My name is MaryAnn George. I’m a kidney patient who recently underwent a transplant. My husband Rajiv Mathew & I are making an educational documentary video for End stage renal patients.

Title : Combat Kidney Disease

Language: English

Target audience: Patient / family / caregiver of ESRD patients

Purpose : Guide patients on how to deal with the disease & treatment options

Broad overview of contents: Understanding Kidney Disease, Medication & Diet, Living with dialysis, Preparing for transplant : Finding a donor / Documentation , Transplant surgery, Aftercare & life after transplant.

We have been through yourBigDandMe blog and feel that your experience will be able to provide some valuable information to other patients going through similar situations. It would be great if you could record a 10 min video (can even be shot on HD Phone camera) of yourself speaking about your experience.  You can speak either about any topics mentioned below or as you have mentioned in your blog – how to stay healthy, actions to take to win your life back or what’s happening in the world of dialysis and transplant.

Suggested topics:

  • How do you know when your kidney gets worse / symptoms?
  • Choosing your dialysis center
  • Dialysis experience
  • Home dialysis & care
  • Tips to prevent infection
  • Post Dialysis fatigue
  • Diet & exercise during dialysis phase
  • Managing work and family & life style changes during dialysis phase
  • Choosing your transplant doctor & hospital
  • Documentation & Paper work – advice & tips
  • Getting prepared – mentally/physically / financially
  • Transplant surgery & ICU stay
  • How long will recovery take? When can I drive/ Get back to work?
  • Guidelines to follow after surgery
  • Diet & lifestyle changes post-transplant

Please note, that this is a not for profit cause and aimed solely at helping other patients like ourselves. Kindly revert back if you are interested to be a part of this venture and I will share more details on the video specifications.
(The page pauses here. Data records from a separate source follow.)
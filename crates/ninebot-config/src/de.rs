// SPDX-FileCopyrightText: 2026 Ninebot Checkin Contributors
// SPDX-License-Identifier: MIT OR Apache-2.0

//! Lenient deserializers for string fields.
//!
//! TOML allows `auto_copy = 1` or an all-digit key written as a number.
//! These fields are always strings to us.

use serde::{Deserialize, Deserializer};

#[derive(Deserialize)]
#[serde(untagged)]
enum Scalar {
    Str(String),
    Int(i64),
    UInt(u64),
    Float(f64),
    Bool(bool),
}

impl From<Scalar> for String {
    fn from(value: Scalar) -> Self {
        match value {
            Scalar::Str(s) => s,
            Scalar::Int(n) => n.to_string(),
            Scalar::UInt(n) => n.to_string(),
            Scalar::Float(n) => n.to_string(),
            Scalar::Bool(b) => b.to_string(),
        }
    }
}

/// Deserializes an optional scalar into `Option<String>`.
///
/// Empty strings become `None` so that `BARK_KEY=` disables the channel.
pub fn opt_string<'de, D>(deserializer: D) -> Result<Option<String>, D::Error>
where
    D: Deserializer<'de>,
{
    let value = Option::<Scalar>::deserialize(deserializer)?;
    Ok(value.map(String::from).filter(|s| !s.trim().is_empty()))
}

/// Deserializes a scalar into `String`, using `fallback` when it is blank.
///
/// `[bark] url = ""` means "use the default server", not "no server".
pub fn string_or<'de, D>(deserializer: D, fallback: fn() -> String) -> Result<String, D::Error>
where
    D: Deserializer<'de>,
{
    let value = String::from(Scalar::deserialize(deserializer)?);
    if value.trim().is_empty() {
        Ok(fallback())
    } else {
        Ok(value)
    }
}
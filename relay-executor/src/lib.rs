//! Relay Executor - Dispatch and resumption infrastructure.
//!
//! This crate provides the machinery around the core continuation contract:
//! - Checked invocation of suspendable operations (dual-delivery detection)
//! - A blocking driver for the full caller → callee → caller cycle
//! - A registry of parked continuations keyed by hook ID
//! - A background producer that resumes from another thread

#![warn(missing_docs)]

pub mod dispatch;
pub mod producer;
pub mod registry;

/// Prelude for convenient imports.
pub mod prelude {
    pub use crate::dispatch::{dispatch, run_to_outcome};
    pub use crate::producer::Producer;
    pub use crate::registry::{generate_hook_id, ParkedMeta, ResumeRegistry};
}
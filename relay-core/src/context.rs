//! Caller-supplied propagation context bound to a continuation.
//!
//! The bridge carries the context across the suspension boundary but never
//! interprets its contents. "No context" is a valid, explicit state
//! ([`Context::empty`]), not a null threaded through unchecked.

use std::any::{Any, TypeId};
use std::collections::HashMap;
use std::fmt;
use std::sync::Arc;

/// An immutable, type-keyed propagation bag.
///
/// Elements are arbitrary `Send + Sync` values keyed by their Rust type;
/// at most one element of a given type is present. Adding an element of a
/// type that is already present replaces it. All mutating operations
/// return a new `Context`, so a continuation's binding can never be
/// changed after creation.
///
/// # Example
///
/// ```
/// use relay_core::context::Context;
///
/// #[derive(Debug, PartialEq)]
/// struct CallerName(&'static str);
///
/// let ctx = Context::empty().with(CallerName("worker-1"));
/// assert_eq!(ctx.get::<CallerName>(), Some(&CallerName("worker-1")));
/// assert!(ctx.without::<CallerName>().is_empty());
/// ```
#[derive(Clone, Default)]
pub struct Context {
    elements: HashMap<TypeId, Arc<dyn Any + Send + Sync>>,
}

impl Context {
    /// Create an empty context.
    #[must_use]
    pub fn empty() -> Self {
        Self::default()
    }

    /// Return a new context with `element` added.
    ///
    /// An existing element of the same type is replaced.
    #[must_use]
    pub fn with<T: Any + Send + Sync>(&self, element: T) -> Self {
        let mut elements = self.elements.clone();
        elements.insert(TypeId::of::<T>(), Arc::new(element));
        Self { elements }
    }

    /// Look up the element of type `T`, if present.
    pub fn get<T: Any + Send + Sync>(&self) -> Option<&T> {
        self.elements
            .get(&TypeId::of::<T>())
            .and_then(|element| element.downcast_ref::<T>())
    }

    /// Return a new context with the element of type `T` removed.
    #[must_use]
    pub fn without<T: Any + Send + Sync>(&self) -> Self {
        let mut elements = self.elements.clone();
        elements.remove(&TypeId::of::<T>());
        Self { elements }
    }

    /// Check whether an element of type `T` is present.
    pub fn contains<T: Any + Send + Sync>(&self) -> bool {
        self.elements.contains_key(&TypeId::of::<T>())
    }

    /// Check whether the context carries no elements.
    pub fn is_empty(&self) -> bool {
        self.elements.is_empty()
    }

    /// Get the number of elements in the context.
    pub fn len(&self) -> usize {
        self.elements.len()
    }
}

impl fmt::Debug for Context {
    fn fmt(&self, f: &mut fmt::Formatter<'_>) -> fmt::Result {
        f.debug_struct("Context")
            .field("elements", &self.elements.len())
            .finish()
    }
}
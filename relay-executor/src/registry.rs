//! Registry of parked continuations awaiting external resumption.
//!
//! When an operation suspends on behalf of an external event (a webhook,
//! an approval, a timer), it parks its continuation here under a hook ID.
//! Whoever observes the event later resumes by ID; each hook resumes at
//! most once because resuming consumes the parked continuation.

use chrono::{DateTime, Utc};
use parking_lot::RwLock;
use relay_core::continuation::Continuation;
use relay_core::error::{RelayError, Result};
use relay_core::outcome::Outcome;
use serde::{Deserialize, Serialize};
use std::collections::HashMap;
use uuid::Uuid;

/// Generate a fresh hook ID.
pub fn generate_hook_id() -> String {
    format!("hook_{}", Uuid::new_v4())
}

/// Metadata recorded when a continuation is parked.
#[derive(Debug, Clone, PartialEq, Serialize, Deserialize)]
pub struct ParkedMeta {
    /// Hook ID under which the continuation is parked.
    pub hook_id: String,
    /// When the continuation was parked.
    pub created_at: DateTime<Utc>,
    /// Caller-supplied metadata (correlation IDs, approval details, ...).
    ///
    /// Opaque to the registry; surfaced unchanged on resume.
    pub metadata: serde_json::Value,
}

impl ParkedMeta {
    fn new(hook_id: impl Into<String>, metadata: serde_json::Value) -> Self {
        Self {
            hook_id: hook_id.into(),
            created_at: Utc::now(),
            metadata,
        }
    }
}

/// In-memory registry of parked continuations keyed by hook ID.
pub struct ResumeRegistry<T, E> {
    parked: RwLock<HashMap<String, (Continuation<T, E>, ParkedMeta)>>,
}

impl<T, E> ResumeRegistry<T, E> {
    /// Create a new, empty registry.
    pub fn new() -> Self {
        Self {
            parked: RwLock::new(HashMap::new()),
        }
    }

    /// Park a continuation under `hook_id`.
    ///
    /// # Errors
    ///
    /// Returns [`RelayError::HookInUse`] if a continuation is already
    /// parked under this ID.
    pub fn park(
        &self,
        hook_id: impl Into<String>,
        continuation: Continuation<T, E>,
        metadata: serde_json::Value,
    ) -> Result<()> {
        let hook_id = hook_id.into();
        let mut parked = self.parked.write();

        if parked.contains_key(&hook_id) {
            return Err(RelayError::HookInUse { hook_id });
        }

        let meta = ParkedMeta::new(hook_id.clone(), metadata);
        parked.insert(hook_id.clone(), (continuation, meta));
        tracing::info!(hook_id = %hook_id, "Continuation parked");
        Ok(())
    }

    /// Park a continuation under a generated hook ID and return the ID.
    ///
    /// # Errors
    ///
    /// See [`park`](Self::park); a generated ID cannot realistically
    /// collide, but the same contract applies.
    pub fn park_anonymous(
        &self,
        continuation: Continuation<T, E>,
        metadata: serde_json::Value,
    ) -> Result<String> {
        let hook_id = generate_hook_id();
        self.park(hook_id.clone(), continuation, metadata)?;
        Ok(hook_id)
    }

    /// Resume the continuation parked under `hook_id` with `outcome`,
    /// consuming the parked entry.
    ///
    /// # Errors
    ///
    /// Returns [`RelayError::HookNotFound`] if nothing is parked under the
    /// ID (including a hook that was already resumed), and propagates
    /// [`RelayError::AlreadyResumed`] if the parked continuation was
    /// resumed out of band.
    pub fn resume(&self, hook_id: &str, outcome: Outcome<T, E>) -> Result<ParkedMeta> {
        let (continuation, meta) =
            self.parked
                .write()
                .remove(hook_id)
                .ok_or_else(|| RelayError::HookNotFound {
                    hook_id: hook_id.to_string(),
                })?;

        continuation.resume_with(outcome)?;
        tracing::info!(hook_id = %hook_id, "Continuation resumed");
        Ok(meta)
    }

    /// Check if a continuation is parked under `hook_id`.
    pub fn is_parked(&self, hook_id: &str) -> bool {
        self.parked.read().contains_key(hook_id)
    }

    /// Get the metadata for a parked continuation without consuming it.
    ///
    /// # Errors
    ///
    /// Returns [`RelayError::HookNotFound`] if nothing is parked under the ID.
    pub fn get_meta(&self, hook_id: &str) -> Result<ParkedMeta> {
        self.parked
            .read()
            .get(hook_id)
            .map(|(_, meta)| meta.clone())
            .ok_or_else(|| RelayError::HookNotFound {
                hook_id: hook_id.to_string(),
            })
    }

    /// List the hook IDs of all parked continuations.
    pub fn list_hooks(&self) -> Vec<String> {
        self.parked.read().keys().cloned().collect()
    }

    /// Get the count of parked continuations.
    pub fn count(&self) -> usize {
        self.parked.read().len()
    }

    /// Discard a parked continuation without resuming it.
    ///
    /// Any waiter on the paired slot is abandoned and will only observe a
    /// timeout. Missing hooks are ignored.
    pub fn remove(&self, hook_id: &str) {
        if self.parked.write().remove(hook_id).is_some() {
            tracing::warn!(hook_id = %hook_id, "Parked continuation discarded");
        }
    }
}

impl<T, E> Default for ResumeRegistry<T, E> {
    fn default() -> Self {
        Self::new()
    }
}
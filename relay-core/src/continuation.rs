//! The one-shot continuation and its consumer-side outcome slot.
//!
//! A [`Continuation`] represents the caller's promise to accept exactly one
//! eventual outcome. The at-most-once property comes from the delivery
//! cell's own state machine (Unresumed is initial, Resumed is terminal),
//! not from ad-hoc flags: the first `resume_with` wins, and every later
//! attempt gets [`RelayError::AlreadyResumed`] back.

use crate::context::Context;
use crate::error::{RelayError, Result};
use crate::outcome::Outcome;
use parking_lot::{Condvar, Mutex};
use std::fmt;
use std::sync::Arc;
use std::time::{Duration, Instant};

/// Downstream action registered by the caller, run once on delivery.
type ResumeCallback<T, E> = Box<dyn FnOnce(Outcome<T, E>) + Send>;

/// Delivery cell state. Unresumed → Resumed is the only transition.
enum Cell<T, E> {
    /// No outcome yet. Holds the callback for callback-style continuations;
    /// slot-style continuations store the outcome on delivery instead.
    Unresumed(Option<ResumeCallback<T, E>>),
    /// Outcome delivered. `None` once the consumer has taken it.
    Resumed(Option<Outcome<T, E>>),
}

struct Shared<T, E> {
    context: Context,
    cell: Mutex<Cell<T, E>>,
    delivered: Condvar,
}

/// A one-shot handle for delivering the outcome of a suspended operation.
///
/// Created by the caller immediately before invoking a suspendable
/// operation and handed to it; whoever the operation delegates the handle
/// to holds the right to resume. The handle is cheaply cloneable so a
/// duplicate delivery can be *observed* and reported, but the contract is
/// still single-writer: exactly one `resume_with` succeeds.
///
/// # Example
///
/// ```
/// use relay_core::prelude::*;
///
/// let (continuation, mut slot) = Continuation::new(Context::empty());
/// continuation.resume_with(Outcome::<_, String>::Success(7)).unwrap();
/// assert_eq!(slot.try_take(), Some(Outcome::Success(7)));
/// ```
pub struct Continuation<T, E> {
    shared: Arc<Shared<T, E>>,
}

impl<T, E> Continuation<T, E> {
    /// Create a continuation bound to `context`, paired with the
    /// [`OutcomeSlot`] the caller will consume the outcome from.
    pub fn new(context: Context) -> (Self, OutcomeSlot<T, E>) {
        let shared = Arc::new(Shared {
            context,
            cell: Mutex::new(Cell::Unresumed(None)),
            delivered: Condvar::new(),
        });
        (
            Self {
                shared: Arc::clone(&shared),
            },
            OutcomeSlot { shared },
        )
    }

    /// Create a continuation whose downstream action is a callback.
    ///
    /// The callback runs exactly once, inline on whichever thread performs
    /// the successful `resume_with`.
    pub fn with_callback<F>(context: Context, callback: F) -> Self
    where
        F: FnOnce(Outcome<T, E>) + Send + 'static,
    {
        Self {
            shared: Arc::new(Shared {
                context,
                cell: Mutex::new(Cell::Unresumed(Some(Box::new(callback)))),
                delivered: Condvar::new(),
            }),
        }
    }

    /// Get the context bound at creation.
    ///
    /// The binding is immutable: this returns the same context before and
    /// after resumption. Callers must tolerate an empty context.
    pub fn context(&self) -> &Context {
        &self.shared.context
    }

    /// Check whether this continuation has been resumed.
    pub fn is_resumed(&self) -> bool {
        matches!(&*self.shared.cell.lock(), Cell::Resumed(_))
    }

    /// Deliver the outcome, transitioning Unresumed → Resumed.
    ///
    /// Runs the registered downstream action (callback, or waking slot
    /// waiters) and establishes a happens-before edge between the producer
    /// of the outcome and its consumer.
    ///
    /// # Errors
    ///
    /// Returns [`RelayError::AlreadyResumed`] if the continuation was
    /// already resumed. The late outcome is discarded; the outcome
    /// delivered first is left untouched.
    pub fn resume_with(&self, outcome: Outcome<T, E>) -> Result<()> {
        let mut cell = self.shared.cell.lock();
        match std::mem::replace(&mut *cell, Cell::Resumed(None)) {
            Cell::Resumed(stored) => {
                *cell = Cell::Resumed(stored);
                drop(cell);
                tracing::warn!("duplicate resume_with rejected");
                Err(RelayError::AlreadyResumed)
            }
            Cell::Unresumed(Some(callback)) => {
                // Run the callback outside the lock so it may inspect the
                // continuation without deadlocking.
                drop(cell);
                tracing::debug!("continuation resumed via callback");
                callback(outcome);
                Ok(())
            }
            Cell::Unresumed(None) => {
                *cell = Cell::Resumed(Some(outcome));
                drop(cell);
                tracing::debug!("continuation resumed");
                self.shared.delivered.notify_all();
                Ok(())
            }
        }
    }
}

impl<T, E> Clone for Continuation<T, E> {
    fn clone(&self) -> Self {
        Self {
            shared: Arc::clone(&self.shared),
        }
    }
}

impl<T, E> fmt::Debug for Continuation<T, E> {
    fn fmt(&self, f: &mut fmt::Formatter<'_>) -> fmt::Result {
        f.debug_struct("Continuation")
            .field("resumed", &self.is_resumed())
            .field("context", &self.shared.context)
            .finish()
    }
}

/// Consumer side of a slot-style continuation.
///
/// This is the caller's registered downstream action for "suspension
/// complete": poll with [`try_take`](Self::try_take) or park the calling
/// thread with [`wait`](Self::wait). The outcome can be taken at most once.
pub struct OutcomeSlot<T, E> {
    shared: Arc<Shared<T, E>>,
}

impl<T, E> OutcomeSlot<T, E> {
    /// Take the outcome without blocking.
    ///
    /// Returns `None` while the continuation is unresumed, and after the
    /// outcome has already been taken.
    pub fn try_take(&mut self) -> Option<Outcome<T, E>> {
        match &mut *self.shared.cell.lock() {
            Cell::Resumed(outcome) => outcome.take(),
            Cell::Unresumed(_) => None,
        }
    }

    /// Park the calling thread until the outcome is delivered.
    ///
    /// This is the logical blocking point of the bridge: the caller needed
    /// the result before proceeding and the operation suspended.
    ///
    /// # Errors
    ///
    /// Returns [`RelayError::OutcomeTaken`] if the outcome was already
    /// consumed from this slot.
    pub fn wait(&mut self) -> Result<Outcome<T, E>> {
        let mut cell = self.shared.cell.lock();
        loop {
            if let Cell::Resumed(outcome) = &mut *cell {
                return outcome.take().ok_or(RelayError::OutcomeTaken);
            }
            self.shared.delivered.wait(&mut cell);
        }
    }

    /// Park the calling thread until the outcome is delivered, giving up
    /// after `timeout`.
    ///
    /// # Errors
    ///
    /// Returns [`RelayError::OutcomeTimeout`] if the outcome does not
    /// arrive in time, or [`RelayError::OutcomeTaken`] if it was already
    /// consumed.
    pub fn wait_timeout(&mut self, timeout: Duration) -> Result<Outcome<T, E>> {
        let deadline = Instant::now() + timeout;
        let mut cell = self.shared.cell.lock();
        loop {
            if let Cell::Resumed(outcome) = &mut *cell {
                return outcome.take().ok_or(RelayError::OutcomeTaken);
            }
            if self
                .shared
                .delivered
                .wait_until(&mut cell, deadline)
                .timed_out()
            {
                return Err(RelayError::OutcomeTimeout {
                    waited_ms: timeout.as_millis() as u64,
                });
            }
        }
    }

    /// Check whether the paired continuation has been resumed.
    pub fn is_resumed(&self) -> bool {
        matches!(&*self.shared.cell.lock(), Cell::Resumed(_))
    }
}

impl<T, E> fmt::Debug for OutcomeSlot<T, E> {
    fn fmt(&self, f: &mut fmt::Formatter<'_>) -> fmt::Result {
        f.debug_struct("OutcomeSlot")
            .field("resumed", &self.is_resumed())
            .finish()
    }
}

#[cfg(test)]
mod tests {
    use super::*;
    use std::sync::atomic::{AtomicU32, Ordering};
    use std::thread;

    #[test]
    fn fresh_continuation_is_unresumed() {
        let (continuation, mut slot) = Continuation::<u32, String>::new(Context::empty());
        assert!(!continuation.is_resumed());
        assert_eq!(slot.try_take(), None);
    }

    #[test]
    fn resume_delivers_to_slot() {
        let (continuation, mut slot) = Continuation::<u32, String>::new(Context::empty());
        continuation.resume_with(Outcome::Success(7)).unwrap();

        assert!(continuation.is_resumed());
        assert_eq!(slot.try_take(), Some(Outcome::Success(7)));
        // At most one take.
        assert_eq!(slot.try_take(), None);
    }

    #[test]
    fn second_resume_is_rejected_and_outcome_is_intact() {
        let (continuation, mut slot) = Continuation::<u32, String>::new(Context::empty());
        continuation.resume_with(Outcome::Success(7)).unwrap();

        let late = continuation.resume_with(Outcome::Success(99));
        assert_eq!(late, Err(RelayError::AlreadyResumed));
        assert_eq!(slot.try_take(), Some(Outcome::Success(7)));
    }

    #[test]
    fn failure_outcome_travels_as_data() {
        let (continuation, mut slot) = Continuation::<u32, String>::new(Context::empty());
        continuation
            .resume_with(Outcome::Failure("backend unavailable".to_string()))
            .unwrap();

        assert_eq!(
            slot.try_take(),
            Some(Outcome::Failure("backend unavailable".to_string()))
        );
    }

    #[test]
    fn callback_runs_exactly_once() {
        let calls = Arc::new(AtomicU32::new(0));
        let seen = Arc::new(Mutex::new(None));

        let continuation = {
            let calls = Arc::clone(&calls);
            let seen = Arc::clone(&seen);
            Continuation::<u32, String>::with_callback(Context::empty(), move |outcome| {
                calls.fetch_add(1, Ordering::SeqCst);
                *seen.lock() = Some(outcome);
            })
        };

        continuation.resume_with(Outcome::Success(7)).unwrap();
        assert_eq!(
            continuation.resume_with(Outcome::Success(99)),
            Err(RelayError::AlreadyResumed)
        );

        assert_eq!(calls.load(Ordering::SeqCst), 1);
        assert_eq!(*seen.lock(), Some(Outcome::Success(7)));
    }

    #[test]
    fn context_binding_is_immutable_across_resumption() {
        #[derive(Debug, PartialEq)]
        struct Caller(&'static str);

        let ctx = Context::empty().with(Caller("origin"));
        let (continuation, _slot) = Continuation::<u32, String>::new(ctx);

        assert_eq!(continuation.context().get::<Caller>(), Some(&Caller("origin")));
        continuation.resume_with(Outcome::Success(1)).unwrap();
        assert_eq!(continuation.context().get::<Caller>(), Some(&Caller("origin")));
    }

    #[test]
    fn empty_context_is_a_valid_binding() {
        let (continuation, _slot) = Continuation::<u32, String>::new(Context::empty());
        assert!(continuation.context().is_empty());
    }

    #[test]
    fn wait_observes_cross_thread_resume() {
        let (continuation, mut slot) = Continuation::<u32, String>::new(Context::empty());

        let producer = thread::spawn(move || {
            continuation.resume_with(Outcome::Success(7)).unwrap();
        });

        assert_eq!(slot.wait(), Ok(Outcome::Success(7)));
        producer.join().unwrap();
    }

    #[test]
    fn wait_timeout_expires_when_never_resumed() {
        let (_continuation, mut slot) = Continuation::<u32, String>::new(Context::empty());
        let result = slot.wait_timeout(Duration::from_millis(20));
        assert_eq!(result, Err(RelayError::OutcomeTimeout { waited_ms: 20 }));
    }

    #[test]
    fn wait_after_take_reports_consumed_outcome() {
        let (continuation, mut slot) = Continuation::<u32, String>::new(Context::empty());
        continuation.resume_with(Outcome::Success(7)).unwrap();

        assert_eq!(slot.try_take(), Some(Outcome::Success(7)));
        assert_eq!(slot.wait(), Err(RelayError::OutcomeTaken));
    }
}
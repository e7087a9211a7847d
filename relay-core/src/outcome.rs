//! Outcome and invocation-result types.

use serde::{Deserialize, Serialize};

/// The tagged payload delivered at most once per continuation.
///
/// A failure here is ordinary data produced by the suspended work, not a
/// contract violation: it travels through the outcome channel because the
/// consumer may be resumed on an execution context unrelated to the
/// original caller's stack.
#[derive(Debug, Clone, Copy, PartialEq, Eq, Serialize, Deserialize)]
pub enum Outcome<T, E> {
    /// The suspended work produced a value.
    Success(T),
    /// The suspended work failed.
    Failure(E),
}

impl<T, E> Outcome<T, E> {
    /// Check if this outcome is a success.
    pub fn is_success(&self) -> bool {
        matches!(self, Self::Success(_))
    }

    /// Check if this outcome is a failure.
    pub fn is_failure(&self) -> bool {
        matches!(self, Self::Failure(_))
    }

    /// Extract the success value, if any.
    pub fn success(self) -> Option<T> {
        match self {
            Self::Success(value) => Some(value),
            Self::Failure(_) => None,
        }
    }

    /// Extract the failure value, if any.
    pub fn failure(self) -> Option<E> {
        match self {
            Self::Success(_) => None,
            Self::Failure(error) => Some(error),
        }
    }

    /// Convert into a `std::result::Result`.
    pub fn into_result(self) -> std::result::Result<T, E> {
        match self {
            Self::Success(value) => Ok(value),
            Self::Failure(error) => Err(error),
        }
    }
}

impl<T, E> From<std::result::Result<T, E>> for Outcome<T, E> {
    fn from(result: std::result::Result<T, E>) -> Self {
        match result {
            Ok(value) => Self::Success(value),
            Err(error) => Self::Failure(error),
        }
    }
}

/// Authoritative return value of a suspendable invocation.
///
/// The caller distinguishes synchronous completion from suspension by this
/// value alone; it never inspects the continuation's internal state. After
/// `Suspended`, the continuation firing is the only legitimate way the
/// caller learns the outcome.
#[derive(Debug, Clone, Copy, PartialEq, Eq, Serialize, Deserialize)]
pub enum Invocation<T> {
    /// The operation produced its result without suspending.
    Completed(T),
    /// The operation deferred; the outcome arrives through the continuation.
    Suspended,
}

impl<T> Invocation<T> {
    /// Check if the operation suspended.
    pub fn is_suspended(&self) -> bool {
        matches!(self, Self::Suspended)
    }

    /// Check if the operation completed synchronously.
    pub fn is_completed(&self) -> bool {
        matches!(self, Self::Completed(_))
    }

    /// Extract the synchronously produced value, if any.
    pub fn completed(self) -> Option<T> {
        match self {
            Self::Completed(value) => Some(value),
            Self::Suspended => None,
        }
    }
}

#[cfg(test)]
mod tests {
    use super::*;

    #[test]
    fn outcome_accessors() {
        let ok: Outcome<u32, String> = Outcome::Success(7);
        assert!(ok.is_success());
        assert_eq!(ok.success(), Some(7));

        let err: Outcome<u32, String> = Outcome::Failure("boom".to_string());
        assert!(err.is_failure());
        assert_eq!(err.failure(), Some("boom".to_string()));
    }

    #[test]
    fn outcome_result_round_trip() {
        let outcome: Outcome<u32, String> = Ok(5).into();
        assert_eq!(outcome, Outcome::Success(5));
        assert_eq!(outcome.into_result(), Ok(5));

        let outcome: Outcome<u32, String> = Err("nope".to_string()).into();
        assert_eq!(outcome.clone().into_result(), Err("nope".to_string()));
    }

    #[test]
    fn invocation_accessors() {
        let done: Invocation<u32> = Invocation::Completed(42);
        assert!(done.is_completed());
        assert_eq!(done.completed(), Some(42));

        let pending: Invocation<u32> = Invocation::Suspended;
        assert!(pending.is_suspended());
        assert_eq!(pending.completed(), None);
    }
}
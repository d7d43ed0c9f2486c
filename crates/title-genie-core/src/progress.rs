//! Row-level progress events emitted by the batch orchestrator.
//!
//! Reporters must not fail the batch; they only observe it.

use std::sync::Mutex;

/// A single progress event for a batch run.
#[derive(Clone, Debug, PartialEq)]
pub enum BatchProgressEvent {
    /// Row `row` (1-based) is about to be processed.
    RowStarted { row: usize, done: usize, total: usize },
    /// Row finished and was recorded.
    RowFinished {
        row: usize,
        accepted: usize,
        done: usize,
        total: usize,
    },
    /// Row could not be processed and stays pending.
    RowFailed {
        row: usize,
        reason: String,
        done: usize,
        total: usize,
    },
}

pub trait BatchProgressReporter: Send + Sync {
    fn report(&self, event: BatchProgressEvent);
}

/// No-op reporter.
pub struct NoProgress;

impl BatchProgressReporter for NoProgress {
    fn report(&self, _event: BatchProgressEvent) {}
}

/// Keeps every event, in order.
#[derive(Default)]
pub struct CollectingProgress {
    events: Mutex<Vec<BatchProgressEvent>>,
}

impl CollectingProgress {
    pub fn new() -> Self {
        Self::default()
    }

    pub fn events(&self) -> Vec<BatchProgressEvent> {
        self.events.lock().map(|e| e.clone()).unwrap_or_default()
    }
}

impl BatchProgressReporter for CollectingProgress {
    fn report(&self, event: BatchProgressEvent) {
        if let Ok(mut events) = self.events.lock() {
            events.push(event);
        }
    }
}
use anyhow::Result;
use sqlx::SqlitePool;

use crate::config::Config;
use crate::db;

/// Connect and create the schema. Safe to run repeatedly.
pub async fn run_migrations(config: &Config) -> Result<()> {
    let pool = db::connect(config).await?;
    create_schema(&pool).await?;
    pool.close().await;
    tracing::info!(path = %config.db.path.display(), "schema ready");
    Ok(())
}

pub async fn create_schema(pool: &SqlitePool) -> Result<()> {
    // Key-value rows; the sqlite history backend lives under "title_history"
    sqlx::query(
        r#"
        CREATE TABLE IF NOT EXISTS kv_store (
            key TEXT PRIMARY KEY,
            value TEXT NOT NULL,
            updated_at INTEGER NOT NULL
        )
        "#,
    )
    .execute(pool)
    .await?;

    // One resumable cursor per input file fingerprint
    sqlx::query(
        r#"
        CREATE TABLE IF NOT EXISTS batch_checkpoints (
            batch_key TEXT PRIMARY KEY,
            total_rows INTEGER NOT NULL,
            progress_json TEXT NOT NULL,
            updated_at INTEGER NOT NULL
        )
        "#,
    )
    .execute(pool)
    .await?;

    Ok(())
}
Thank you, MaryAnn & Rajiv, Bangalore, India

Great huh!

I think that a big part of the dialysis experience is the dread of starting.  And the big surprise is how well most people feel once they are established and are dialysing well.  So that’s what will be the subject of my video, and I would like to have as many BigD-ers involved as possible.

The first half of the video will be a few words about the worries, fears and dread of starting:

  • The needles
  • The big chunk of time I will lose every week for the rest of my life
  • My lost freedom, being tied to regular visits to the machine

followed by a what the reality of dialysis is like for most of us.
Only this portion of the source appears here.